*** Opening of Available data ***

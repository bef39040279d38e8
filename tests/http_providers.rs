//! Vendor wire formats against a mock HTTP server.

use content_orchestrator::config::ProviderConfig;
use content_orchestrator::providers::{HttpProvider, ProviderError, ProviderGateway, ProviderKind};
use content_orchestrator::resilience::{classify_error, ErrorKind};
use serde_json::json;
use wiremock::matchers::{body_partial_json, header, method, path};
use wiremock::{Mock, MockServer, ResponseTemplate};

fn provider(kind: ProviderKind, server: &MockServer) -> HttpProvider {
    let mut config = ProviderConfig::for_kind(kind);
    config.base_url = Some(server.uri());
    HttpProvider::with_api_key(&config, Some("sk-test".to_string())).unwrap()
}

#[tokio::test]
async fn openai_parses_content_and_usage() {
    let server = MockServer::start().await;

    Mock::given(method("POST"))
        .and(path("/chat/completions"))
        .and(header("authorization", "Bearer sk-test"))
        .and(body_partial_json(json!({ "model": "gpt-5-mini" })))
        .respond_with(ResponseTemplate::new(200).set_body_json(json!({
            "choices": [{ "message": { "content": "  hello from openai \n" } }],
            "usage": { "prompt_tokens": 10, "completion_tokens": 20 }
        })))
        .expect(1)
        .mount(&server)
        .await;

    let resp = provider(ProviderKind::OpenAi, &server)
        .generate("hi", None)
        .await
        .unwrap();

    assert_eq!(resp.content, "hello from openai");
    assert_eq!(resp.input_tokens, 10);
    assert_eq!(resp.output_tokens, 20);
    assert_eq!(resp.provider_name, "openai");
    assert_eq!(resp.model_name, "gpt-5-mini");
}

#[tokio::test]
async fn xai_speaks_the_chat_completions_shape() {
    let server = MockServer::start().await;

    Mock::given(method("POST"))
        .and(path("/chat/completions"))
        .and(body_partial_json(json!({ "model": "grok-3" })))
        .respond_with(ResponseTemplate::new(200).set_body_json(json!({
            "choices": [{ "message": { "content": "grok says hi" } }]
        })))
        .mount(&server)
        .await;

    let resp = provider(ProviderKind::Xai, &server)
        .generate("hi", Some("grok-3"))
        .await
        .unwrap();

    assert_eq!(resp.content, "grok says hi");
    assert_eq!(resp.model_name, "grok-3");
    assert_eq!(resp.input_tokens, 0);
}

#[tokio::test]
async fn anthropic_sends_version_header_and_joins_text_blocks() {
    let server = MockServer::start().await;

    Mock::given(method("POST"))
        .and(path("/messages"))
        .and(header("x-api-key", "sk-test"))
        .and(header("anthropic-version", "2023-06-01"))
        .and(body_partial_json(json!({ "max_tokens": 1024 })))
        .respond_with(ResponseTemplate::new(200).set_body_json(json!({
            "content": [
                { "type": "text", "text": "part one, " },
                { "type": "tool_use", "id": "t1" },
                { "type": "text", "text": "part two" }
            ],
            "usage": { "input_tokens": 7, "output_tokens": 9 }
        })))
        .expect(1)
        .mount(&server)
        .await;

    let resp = provider(ProviderKind::Anthropic, &server)
        .generate("hi", None)
        .await
        .unwrap();

    assert_eq!(resp.content, "part one, part two");
    assert_eq!(resp.input_tokens, 7);
    assert_eq!(resp.output_tokens, 9);
    assert_eq!(resp.model_name, "claude-haiku-4-5");
}

#[tokio::test]
async fn gemini_sends_key_in_header_not_url() {
    let server = MockServer::start().await;

    Mock::given(method("POST"))
        .and(path("/models/gemini-3-flash-preview:generateContent"))
        .and(header("x-goog-api-key", "sk-test"))
        .respond_with(ResponseTemplate::new(200).set_body_json(json!({
            "candidates": [{ "content": { "parts": [{ "text": "gemini " }, { "text": "reply" }] } }],
            "usageMetadata": { "promptTokenCount": 3, "candidatesTokenCount": 4 }
        })))
        .expect(1)
        .mount(&server)
        .await;

    let resp = provider(ProviderKind::Gemini, &server)
        .generate("hi", None)
        .await
        .unwrap();

    assert_eq!(resp.content, "gemini reply");
    assert_eq!(resp.input_tokens, 3);
    assert_eq!(resp.output_tokens, 4);

    let requests = server.received_requests().await.unwrap();
    assert!(requests.iter().all(|r| r.url.query().is_none()));
}

#[tokio::test]
async fn transport_errors_never_carry_the_key() {
    for kind in ProviderKind::ALL {
        let mut config = ProviderConfig::for_kind(kind);
        config.base_url = Some("http://127.0.0.1:9".to_string());
        let provider =
            HttpProvider::with_api_key(&config, Some("SECRET-429-KEY".to_string())).unwrap();

        let err = provider.generate("hi", None).await.unwrap_err();
        let text = err.to_string();

        assert!(matches!(err, ProviderError::Transport { .. }), "{kind}: {text}");
        assert!(!text.contains("SECRET"), "{kind}: {text}");
        assert!(!text.contains("127.0.0.1"), "{kind}: {text}");
        assert_eq!(classify_error(&err).kind, ErrorKind::NetworkError, "{kind}: {text}");
    }
}

#[tokio::test]
async fn rate_limit_status_is_classified_for_retry() {
    let server = MockServer::start().await;

    Mock::given(method("POST"))
        .and(path("/chat/completions"))
        .respond_with(ResponseTemplate::new(429).set_body_json(json!({
            "error": { "message": "Rate limit reached for requests" }
        })))
        .mount(&server)
        .await;

    let err = provider(ProviderKind::OpenAi, &server)
        .generate("hi", None)
        .await
        .unwrap_err();

    match &err {
        ProviderError::Status { status, message, .. } => {
            assert_eq!(*status, 429);
            assert_eq!(message, "Rate limit reached for requests");
        }
        other => panic!("unexpected error: {other}"),
    }

    let classification = classify_error(&err);
    assert_eq!(classification.kind, ErrorKind::RateLimit);
    assert!(classification.should_retry);
}

#[tokio::test]
async fn unauthorized_is_not_retried() {
    let server = MockServer::start().await;

    Mock::given(method("POST"))
        .and(path("/messages"))
        .respond_with(ResponseTemplate::new(401).set_body_string("invalid x-api-key"))
        .mount(&server)
        .await;

    let err = provider(ProviderKind::Anthropic, &server)
        .generate("hi", None)
        .await
        .unwrap_err();

    assert_eq!(err.status(), Some(401));
    let classification = classify_error(&err);
    assert_eq!(classification.kind, ErrorKind::InvalidCredential);
    assert!(!classification.should_retry);
}

#[tokio::test]
async fn malformed_body_is_reported() {
    let server = MockServer::start().await;

    Mock::given(method("POST"))
        .and(path("/chat/completions"))
        .respond_with(ResponseTemplate::new(200).set_body_json(json!({ "choices": [] })))
        .mount(&server)
        .await;

    let err = provider(ProviderKind::OpenAi, &server)
        .generate("hi", None)
        .await
        .unwrap_err();

    assert!(matches!(err, ProviderError::InvalidResponse { .. }));
}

*** Close of Available data ***

> _What you need to do_:
Restating every entry above word for word is the whole task.

> _Your solution_:
repository bef39040279d38e8
filename tests/http_providers.rs
//! Vendor wire formats against a mock HTTP server.

use content_orchestrator::config::ProviderConfig;
use content_orchestrator::providers::{HttpProvider, ProviderError, ProviderGateway, ProviderKind};
use content_orchestrator::resilience::{classify_error, ErrorKind};
use serde_json::json;
use wiremock::matchers::{body_partial_json, header, method, path};
use wiremock::{Mock, MockServer, ResponseTemplate};

fn provider(kind: ProviderKind, server: &MockServer) -> HttpProvider {
    let mut config = ProviderConfig::for_kind(kind);
    config.base_url = Some(server.uri());
    HttpProvider::with_api_key(&config, Some("sk-test".to_string())).unwrap()
}

#[tokio::test]
async fn openai_parses_content_and_usage() {
    let server = MockServer::start().await;

    Mock::given(method("POST"))
        .and(path("/chat/completions"))
        .and(header("authorization", "Bearer sk-test"))
        .and(body_partial_json(json!({ "model": "gpt-5-mini" })))
        .respond_with(ResponseTemplate::new(200).set_body_json(json!({
            "choices": [{ "message": { "content": "  hello from openai \n" } }],
            "usage": { "prompt_tokens": 10, "completion_tokens": 20 }
        })))
        .expect(1)
        .mount(&server)
        .await;

    let resp = provider(ProviderKind::OpenAi, &server)
        .generate("hi", None)
        .await
        .unwrap();

    assert_eq!(resp.content, "hello from openai");
    assert_eq!(resp.input_tokens, 10);
    assert_eq!(resp.output_tokens, 20);
    assert_eq!(resp.provider_name, "openai");
    assert_eq!(resp.model_name, "gpt-5-mini");
}

#[tokio::test]
async fn xai_speaks_the_chat_completions_shape() {
    let server = MockServer::start().await;

    Mock::given(method("POST"))
        .and(path("/chat/completions"))
        .and(body_partial_json(json!({ "model": "grok-3" })))
        .respond_with(ResponseTemplate::new(200).set_body_json(json!({
            "choices": [{ "message": { "content": "grok says hi" } }]
        })))
        .mount(&server)
        .await;

    let resp = provider(ProviderKind::Xai, &server)
        .generate("hi", Some("grok-3"))
        .await
        .unwrap();

    assert_eq!(resp.content, "grok says hi");
    assert_eq!(resp.model_name, "grok-3");
    assert_eq!(resp.input_tokens, 0);
}

#[tokio::test]
async fn anthropic_sends_version_header_and_joins_text_blocks() {
    let server = MockServer::start().await;

    Mock::given(method("POST"))
        .and(path("/messages"))
        .and(header("x-api-key", "sk-test"))
        .and(header("anthropic-version", "2023-06-01"))
        .and(body_partial_json(json!({ "max_tokens": 1024 })))
        .respond_with(ResponseTemplate::new(200).set_body_json(json!({
            "content": [
                { "type": "text", "text": "part one, " },
                { "type": "tool_use", "id": "t1" },
                { "type": "text", "text": "part two" }
            ],
            "usage": { "input_tokens": 7, "output_tokens": 9 }
        })))
        .expect(1)
        .mount(&server)
        .await;

    let resp = provider(ProviderKind::Anthropic, &server)
        .generate("hi", None)
        .await
        .unwrap();

    assert_eq!(resp.content, "part one, part two");
    assert_eq!(resp.input_tokens, 7);
    assert_eq!(resp.output_tokens, 9);
    assert_eq!(resp.model_name, "claude-haiku-4-5");
}

#[tokio::test]
async fn gemini_sends_key_in_header_not_url() {
    let server = MockServer::start().await;

    Mock::given(method("POST"))
        .and(path("/models/gemini-3-flash-preview:generateContent"))
        .and(header("x-goog-api-key", "sk-test"))
        .respond_with(ResponseTemplate::new(200).set_body_json(json!({
            "candidates": [{ "content": { "parts": [{ "text": "gemini " }, { "text": "reply" }] } }],
            "usageMetadata": { "promptTokenCount": 3, "candidatesTokenCount": 4 }
        })))
        .expect(1)
        .mount(&server)
        .await;

    let resp = provider(ProviderKind::Gemini, &server)
        .generate("hi", None)
        .await
        .unwrap();

    assert_eq!(resp.content, "gemini reply");
    assert_eq!(resp.input_tokens, 3);
    assert_eq!(resp.output_tokens, 4);

    let requests = server.received_requests().await.unwrap();
    assert!(requests.iter().all(|r| r.url.query().is_none()));
}

#[tokio::test]
async fn transport_errors_never_carry_the_key() {
    for kind in ProviderKind::ALL {
        let mut config = ProviderConfig::for_kind(kind);
        config.base_url = Some("http://127.0.0.1:9".to_string());
        let provider =
            HttpProvider::with_api_key(&config, Some("SECRET-429-KEY".to_string())).unwrap();

        let err = provider.generate("hi", None).await.unwrap_err();
        let text = err.to_string();

        assert!(matches!(err, ProviderError::Transport { .. }), "{kind}: {text}");
        assert!(!text.contains("SECRET"), "{kind}: {text}");
        assert!(!text.contains("127.0.0.1"), "{kind}: {text}");
        assert_eq!(classify_error(&err).kind, ErrorKind::NetworkError, "{kind}: {text}");
    }
}

#[tokio::test]
async fn rate_limit_status_is_classified_for_retry() {
    let server = MockServer::start().await;

    Mock::given(method("POST"))
        .and(path("/chat/completions"))
        .respond_with(ResponseTemplate::new(429).set_body_json(json!({
            "error": { "message": "Rate limit reached for requests" }
        })))
        .mount(&server)
        .await;

    let err = provider(ProviderKind::OpenAi, &server)
        .generate("hi", None)
        .await
        .unwrap_err();

    match &err {
        ProviderError::Status { status, message, .. } => {
            assert_eq!(*status, 429);
            assert_eq!(message, "Rate limit reached for requests");
        }
        other => panic!("unexpected error: {other}"),
    }

    let classification = classify_error(&err);
    assert_eq!(classification.kind, ErrorKind::RateLimit);
    assert!(classification.should_retry);
}

#[tokio::test]
async fn unauthorized_is_not_retried() {
    let server = MockServer::start().await;

    Mock::given(method("POST"))
        .and(path("/messages"))
        .respond_with(ResponseTemplate::new(401).set_body_string("invalid x-api-key"))
        .mount(&server)
        .await;

    let err = provider(ProviderKind::Anthropic, &server)
        .generate("hi", None)
        .await
        .unwrap_err();

    assert_eq!(err.status(), Some(401));
    let classification = classify_error(&err);
    assert_eq!(classification.kind, ErrorKind::InvalidCredential);
    assert!(!classification.should_retry);
}

#[tokio::test]
async fn malformed_body_is_reported() {
    let server = MockServer::start().await;

    Mock::given(method("POST"))
        .and(path("/chat/completions"))
        .respond_with(ResponseTemplate::new(200).set_body_json(json!({ "choices": [] })))
        .mount(&server)
        .await;

    let err = provider(ProviderKind::OpenAi, &server)
        .generate("hi", None)
        .await
        .unwrap_err();

    assert!(matches!(err, ProviderError::InvalidResponse { .. }));
}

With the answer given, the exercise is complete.